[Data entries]
..........
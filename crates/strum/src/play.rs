//! Commands that send notes to a channel.

use anyhow::{Context, Result};
use channel::Channel;
use fretboard::{FretboardError, Guitar, StrumParams, TwelveStringGuitar};
use sequencer::{tune, Pacing, Rhythm, Sleeper};
use strumconf::StrumConfig;
use tracing::{debug, info};

pub fn pacing(config: &StrumConfig) -> Pacing {
    Pacing {
        lookahead_secs: config.playback.lookahead_secs,
        processing_margin_secs: config.playback.processing_margin_secs,
    }
}

#[derive(Debug, Clone, Default)]
pub struct TwinkleOptions {
    /// Overrides `playback.tempo_bpm`.
    pub tempo: Option<f64>,
    pub reverse: bool,
    pub flip: bool,
}

/// Play the nursery tune from `start`, returning once its last note ends.
pub fn twinkle(
    channel: &mut dyn Channel,
    start: f64,
    config: &StrumConfig,
    options: &TwinkleOptions,
    sleeper: &mut dyn Sleeper,
) -> Result<()> {
    let bpm = options.tempo.unwrap_or(config.playback.tempo_bpm);
    let rhythm = Rhythm::new(bpm).context("Invalid tempo")?;
    let mut melody = tune::twinkle(rhythm)?;

    if options.reverse {
        melody.reverse();
    }
    if options.flip {
        melody.flip_chromatic().context("Failed to flip tune")?;
    }

    info!(
        notes = melody.len(),
        bpm,
        secs = melody.duration_secs(),
        "playing twinkle"
    );
    melody.play_and_wait_with(start, channel, &pacing(config), sleeper)
        .context("Playback failed")?;
    Ok(())
}

/// Six or twelve strings, driven the same way.
pub enum Instrument {
    Six(Guitar),
    Twelve(TwelveStringGuitar),
}

impl Instrument {
    pub fn new(twelve: bool) -> Self {
        if twelve {
            Instrument::Twelve(TwelveStringGuitar::new())
        } else {
            Instrument::Six(Guitar::new())
        }
    }

    fn press_chord(
        &mut self,
        time: f64,
        symbol: &str,
        channel: &mut dyn Channel,
    ) -> Result<(), FretboardError> {
        match self {
            Instrument::Six(g) => g.press_chord(time, symbol, channel),
            Instrument::Twelve(g) => g.press_chord(time, symbol, channel),
        }
    }

    fn strum(
        &mut self,
        time: f64,
        params: &StrumParams,
        channel: &mut dyn Channel,
    ) -> Result<Vec<(usize, f64)>, FretboardError> {
        match self {
            Instrument::Six(g) => g.strum(time, params, channel),
            Instrument::Twelve(g) => g.strum(time, params, channel),
        }
    }

    fn silence(&mut self, time: f64, channel: &mut dyn Channel) -> Result<(), FretboardError> {
        match self {
            Instrument::Six(g) => g.silence(time, channel),
            Instrument::Twelve(g) => g.silence(time, channel),
        }
    }
}

/// Even-numbered chords strum down from the low string, odd ones up.
fn stroke(position: usize, config: &StrumConfig) -> StrumParams {
    let base = if position % 2 == 1 {
        StrumParams::up()
    } else {
        StrumParams::default()
    };
    StrumParams {
        time_per_string: config.guitar.time_per_string,
        strength: config.guitar.strength,
        ..base
    }
}

/// Strum each chord in turn, `guitar.chord_spacing_secs` apart, then
/// silence the strings and wait for the channel to catch up.
///
/// Returns the number of strings that sounded.
pub fn chords(
    channel: &mut dyn Channel,
    start: f64,
    symbols: &[String],
    instrument: &mut Instrument,
    config: &StrumConfig,
    sleeper: &mut dyn Sleeper,
) -> Result<usize> {
    let mut time = start;
    let mut sounded = 0;

    for (position, symbol) in symbols.iter().enumerate() {
        instrument
            .press_chord(time, symbol, channel)
            .with_context(|| format!("Cannot play chord {symbol:?}"))?;
        let strings = instrument.strum(time, &stroke(position, config), channel)?;
        debug!(symbol = %symbol, time, strings = strings.len(), "chord");
        sounded += strings.len();
        time += config.guitar.chord_spacing_secs;
    }

    instrument.silence(time, channel)?;
    wait_until(channel, time, sleeper);
    Ok(sounded)
}

fn wait_until(channel: &dyn Channel, end: f64, sleeper: &mut dyn Sleeper) {
    let delta = end - channel.now();
    if delta > 0.0 {
        sleeper.sleep(delta);
    }
}
use may::sync::mpsc;
use serde_json::Value;

/// Producing side of a deferred value. Complete or fail exactly once; both
/// operations consume the completer.
pub struct DeferredCompleter {
    tx: mpsc::Sender<Result<Value, anyhow::Error>>,
}

impl DeferredCompleter {
    pub fn complete(self, value: Value) {
        let _ = self.tx.send(Ok(value));
    }

    pub fn fail(self, cause: anyhow::Error) {
        let _ = self.tx.send(Err(cause));
    }
}

/// Consuming side of a deferred value.
pub struct Deferred {
    rx: mpsc::Receiver<Result<Value, anyhow::Error>>,
}

impl Deferred {
    /// Register the completion callback.
    ///
    /// The callback is serviced on a spawned coroutine; the caller returns
    /// immediately. Dropping the completer without completing delivers an
    /// error to the callback, so the callback runs exactly once either way.
    pub fn on_complete<F>(self, callback: F)
    where
        F: FnOnce(Result<Value, anyhow::Error>) + Send + 'static,
    {
        let rx = self.rx;
        may::go!(move || {
            match rx.recv() {
                Ok(outcome) => callback(outcome),
                Err(_) => callback(Err(anyhow::anyhow!(
                    "deferred value dropped before completion"
                ))),
            }
        });
    }
}

/// Create a deferred value pair.
#[must_use]
pub fn deferred() -> (DeferredCompleter, Deferred) {
    let (tx, rx) = mpsc::channel();
    (DeferredCompleter { tx }, Deferred { rx })
}
use std::sync::atomic::{AtomicBool, Ordering};
use std::sync::Arc;

/// Cancellable handle with no payload.
///
/// Returned by handlers that start their own producer job writing directly
/// through the exchange; the surrounding lifecycle keeps the handle so it can
/// cancel the job when the connection goes away. Clones share one flag.
#[derive(Debug, Clone, Default)]
pub struct CancelHandle {
    cancelled: Arc<AtomicBool>,
}

impl CancelHandle {
    #[must_use]
    pub fn new() -> Self {
        Self::default()
    }

    pub fn cancel(&self) {
        self.cancelled.store(true, Ordering::Relaxed);
    }

    #[must_use]
    pub fn is_cancelled(&self) -> bool {
        self.cancelled.load(Ordering::Relaxed)
    }
}
use serde_json::Value;
use std::sync::Arc;

use super::core::{reject_mismatch, ChainHandler, Outcome, RouteHandler};
use crate::exchange::ExchangeRef;
use crate::producer::{ReturnValue, Subscriber, Subscription};

/// Adapter for the `ManyAsync` capability family.
///
/// Subscribes a bounded-demand subscriber that requests one item at a time,
/// writes each item as a response chunk in arrival order, and signals
/// end-of-body on completion. At most one terminal signal is forwarded.
pub struct StreamHandler {
    next: Arc<dyn RouteHandler>,
}

impl StreamHandler {
    pub fn new(next: Arc<dyn RouteHandler>) -> Self {
        Self { next }
    }
}

impl ChainHandler for StreamHandler {
    fn invoke(&self, exchange: &ExchangeRef) -> Outcome {
        match self.next.call(exchange) {
            Ok(ReturnValue::Stream(source)) => {
                source.subscribe(ChunkSubscriber {
                    exchange: Arc::clone(exchange),
                    terminated: false,
                });
                Outcome::Pending
            }
            Ok(other) => reject_mismatch(exchange, "a chunk stream", &other),
            Err(cause) => {
                exchange.send_error(cause);
                Outcome::Errored
            }
        }
    }
}

/// Writes stream items to the exchange with one-at-a-time demand.
struct ChunkSubscriber {
    exchange: ExchangeRef,
    terminated: bool,
}

impl ChunkSubscriber {
    /// Claim the terminal slot; only the first claim forwards a signal.
    fn take_terminal(&mut self) -> bool {
        if self.terminated {
            return false;
        }
        self.terminated = true;
        true
    }

    fn chunk_bytes(item: Value) -> Vec<u8> {
        match item {
            Value::String(s) => s.into_bytes(),
            other => other.to_string().into_bytes(),
        }
    }
}

impl Subscriber for ChunkSubscriber {
    fn on_subscribe(&mut self, subscription: &Subscription) {
        subscription.request(1);
    }

    fn on_next(&mut self, item: Value, subscription: &Subscription) {
        if self.exchange.is_closed() {
            subscription.cancel();
            return;
        }
        self.exchange.write_chunk(&Self::chunk_bytes(item));
        subscription.request(1);
    }

    fn on_error(&mut self, cause: anyhow::Error) {
        if self.take_terminal() {
            self.exchange.send_error(cause);
        }
    }

    fn on_complete(&mut self) {
        if self.take_terminal() {
            self.exchange.end_stream();
        }
    }
}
..........
- WHAT THIS TASK INVOLVES -
Starting with the first line of the data above, copy each line exactly until you reach the line with "pub struct TwinkleOptions"; include that line as well.

- RESULT OF THE TASK -
filename crates/strum/src/play.rs
//! Commands that send notes to a channel.

use anyhow::{Context, Result};
use channel::Channel;
use fretboard::{FretboardError, Guitar, StrumParams, TwelveStringGuitar};
use sequencer::{tune, Pacing, Rhythm, Sleeper};
use strumconf::StrumConfig;
use tracing::{debug, info};

pub fn pacing(config: &StrumConfig) -> Pacing {
    Pacing {
        lookahead_secs: config.playback.lookahead_secs,
        processing_margin_secs: config.playback.processing_margin_secs,
    }
}

#[derive(Debug, Clone, Default)]
pub struct TwinkleOptions {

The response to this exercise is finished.